Start at the top and transcribe every record through the final line exactly.
= Beginning of Section =
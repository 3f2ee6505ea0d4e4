use itertools::Itertools;
use seqpipe::{Seq, SeqRes};

fn main() {
    if let Err(err) = run() {
        eprintln!("{err}");
        std::process::exit(1);
    }
}

/// 对固定整数序列逐一调用各个序列操作，打印每个结果。
fn run() -> SeqRes<()> {
    let data = [1, 2, 3, 4, 5];

    let aggregate = Seq::of(data).aggregate(|a, b| a * b)?;
    println!("Aggregate: {aggregate}");

    println!("All: {}", Seq::of(data).all(|x| *x > 0));

    println!("Any: {}", Seq::of(data).any(|x| *x > 5));

    println!("Append: {}", Seq::of(data).append(6).join(", "));

    println!("Average: {}", Seq::of(data).average()?);

    println!("Concat: {}", Seq::of(data).concat([6, 7, 8]).join(", "));

    println!("Contains: {}", Seq::of(data).contains(&3));

    println!("Count: {}", Seq::of(data).count());

    println!("DefaultIfEmpty: {}", Seq::of(Vec::<i32>::new()).default_if_empty().join(", "));

    println!("Distinct: {}", Seq::of([1, 2, 2, 3, 3, 3]).distinct().join(", "));

    println!("ElementAt: {}", Seq::of(data).element_at(2)?);

    println!("ElementAtOrDefault: {}", Seq::of(data).element_at_or_default(5));

    println!("Except: {}", Seq::of(data).except([1, 2]).join(", "));

    println!("First: {}", Seq::of(data).first()?);

    println!("FirstOrDefault: {}", Seq::of(data).first_by_or_default(|x| *x > 5));

    for group in Seq::of(data).group_by(|x| x % 2 == 0) {
        println!("GroupBy (Even: {}): {}", group.key(), group.items().iter().join(", "));
    }

    println!("Intersect: {}", Seq::of(data).intersect([2, 4, 6]).join(", "));

    println!("Last: {}", Seq::of(data).last()?);

    println!("LastOrDefault: {}", Seq::of(data).last_by_or_default(|x| *x > 5));

    println!("LongCount: {}", Seq::of(data).long_count());

    println!("Max: {}", Seq::of(data).max()?);

    println!("Min: {}", Seq::of(data).min()?);

    println!("OrderBy: {}", Seq::of(data).order_by(|x| -x).join(", "));

    println!("Prepend: {}", Seq::of(data).prepend(0).join(", "));

    println!("Reverse: {}", Seq::of(data).reverse().join(", "));

    println!("Select: {}", Seq::of(data).project(|x| x * 2).join(", "));

    println!("SequenceEqual: {}", Seq::of(data).sequence_equal([1, 2, 3, 4, 5]));

    println!("Single: {}", Seq::of([1]).single()?);

    println!("Skip: {}", Seq::of(data).skip(2).join(", "));

    println!("Sum: {}", Seq::of(data).sum());

    println!("Take: {}", Seq::of(data).take(2).join(", "));

    println!("SkipLast: {}", Seq::of(data).skip_last(2).join(", "));

    println!("SkipWhile: {}", Seq::of(data).skip_while(|x| *x < 3).join(", "));

    println!("TakeLast: {}", Seq::of(data).take_last(2).join(", "));

    println!("TakeWhile: {}", Seq::of(data).take_while(|x| *x < 3).join(", "));

    println!("ThenBy: {}", Seq::of(data).order_by(|x| x % 2).then_by(|x| *x).join(", "));

    println!("ToArray: {}", Seq::of(data).to_array().iter().join(", "));

    let dictionary = Seq::of(data).to_dictionary(|x| *x, |x| x * 10)?;
    println!("ToDictionary:");
    for key in Seq::of(dictionary.keys().copied()).order_by(|k| *k) {
        println!("  {}: {}", key, dictionary[&key]);
    }

    println!("ToList: {}", Seq::of(data).to_list().iter().join(", "));

    let lookup = Seq::of(data).to_lookup(|x| x % 2);
    println!("ToLookup:");
    for group in &lookup {
        let parity = if *group.key() == 0 { "Even" } else { "Odd" };
        println!("  {}: {}", parity, group.items().iter().join(", "));
    }

    println!("Union: {}", Seq::of(data).union([6, 7, 8]).join(", "));

    println!("Where: {}", Seq::of(data).filter(|x| *x > 2).join(", "));

    println!("Zip:");
    for (a, b) in Seq::of(data).zip_with([6, 7, 8], |a, b| (a, b)) {
        println!("  ({a}, {b})");
    }

    Ok(())
}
= End of Section =
EXERCISE ANSWER:
repository 3f2ee6505ea0d4e4
use itertools::Itertools;
use seqpipe::{Seq, SeqRes};

fn main() {
    if let Err(err) = run() {
        eprintln!("{err}");
        std::process::exit(1);
    }
}

/// 对固定整数序列逐一调用各个序列操作，打印每个结果。
fn run() -> SeqRes<()> {
    let data = [1, 2, 3, 4, 5];

    let aggregate = Seq::of(data).aggregate(|a, b| a * b)?;
    println!("Aggregate: {aggregate}");

    println!("All: {}", Seq::of(data).all(|x| *x > 0));

    println!("Any: {}", Seq::of(data).any(|x| *x > 5));

    println!("Append: {}", Seq::of(data).append(6).join(", "));

    println!("Average: {}", Seq::of(data).average()?);

    println!("Concat: {}", Seq::of(data).concat([6, 7, 8]).join(", "));

    println!("Contains: {}", Seq::of(data).contains(&3));

    println!("Count: {}", Seq::of(data).count());

    println!("DefaultIfEmpty: {}", Seq::of(Vec::<i32>::new()).default_if_empty().join(", "));

    println!("Distinct: {}", Seq::of([1, 2, 2, 3, 3, 3]).distinct().join(", "));

    println!("ElementAt: {}", Seq::of(data).element_at(2)?);

    println!("ElementAtOrDefault: {}", Seq::of(data).element_at_or_default(5));

    println!("Except: {}", Seq::of(data).except([1, 2]).join(", "));

    println!("First: {}", Seq::of(data).first()?);

    println!("FirstOrDefault: {}", Seq::of(data).first_by_or_default(|x| *x > 5));

    for group in Seq::of(data).group_by(|x| x % 2 == 0) {
        println!("GroupBy (Even: {}): {}", group.key(), group.items().iter().join(", "));
    }

    println!("Intersect: {}", Seq::of(data).intersect([2, 4, 6]).join(", "));

    println!("Last: {}", Seq::of(data).last()?);

    println!("LastOrDefault: {}", Seq::of(data).last_by_or_default(|x| *x > 5));

    println!("LongCount: {}", Seq::of(data).long_count());

    println!("Max: {}", Seq::of(data).max()?);

    println!("Min: {}", Seq::of(data).min()?);

    println!("OrderBy: {}", Seq::of(data).order_by(|x| -x).join(", "));

    println!("Prepend: {}", Seq::of(data).prepend(0).join(", "));

    println!("Reverse: {}", Seq::of(data).reverse().join(", "));

    println!("Select: {}", Seq::of(data).project(|x| x * 2).join(", "));

    println!("SequenceEqual: {}", Seq::of(data).sequence_equal([1, 2, 3, 4, 5]));

    println!("Single: {}", Seq::of([1]).single()?);

    println!("Skip: {}", Seq::of(data).skip(2).join(", "));

    println!("Sum: {}", Seq::of(data).sum());

    println!("Take: {}", Seq::of(data).take(2).join(", "));

    println!("SkipLast: {}", Seq::of(data).skip_last(2).join(", "));

    println!("SkipWhile: {}", Seq::of(data).skip_while(|x| *x < 3).join(", "));

    println!("TakeLast: {}", Seq::of(data).take_last(2).join(", "));

    println!("TakeWhile: {}", Seq::of(data).take_while(|x| *x < 3).join(", "));

    println!("ThenBy: {}", Seq::of(data).order_by(|x| x % 2).then_by(|x| *x).join(", "));

    println!("ToArray: {}", Seq::of(data).to_array().iter().join(", "));

    let dictionary = Seq::of(data).to_dictionary(|x| *x, |x| x * 10)?;
    println!("ToDictionary:");
    for key in Seq::of(dictionary.keys().copied()).order_by(|k| *k) {
        println!("  {}: {}", key, dictionary[&key]);
    }

    println!("ToList: {}", Seq::of(data).to_list().iter().join(", "));

    let lookup = Seq::of(data).to_lookup(|x| x % 2);
    println!("ToLookup:");
    for group in &lookup {
        let parity = if *group.key() == 0 { "Even" } else { "Odd" };
        println!("  {}: {}", parity, group.items().iter().join(", "));
    }

    println!("Union: {}", Seq::of(data).union([6, 7, 8]).join(", "));

    println!("Where: {}", Seq::of(data).filter(|x| *x > 2).join(", "));

    println!("Zip:");
    for (a, b) in Seq::of(data).zip_with([6, 7, 8], |a, b| (a, b)) {
        println!("  ({a}, {b})");
    }

    Ok(())
}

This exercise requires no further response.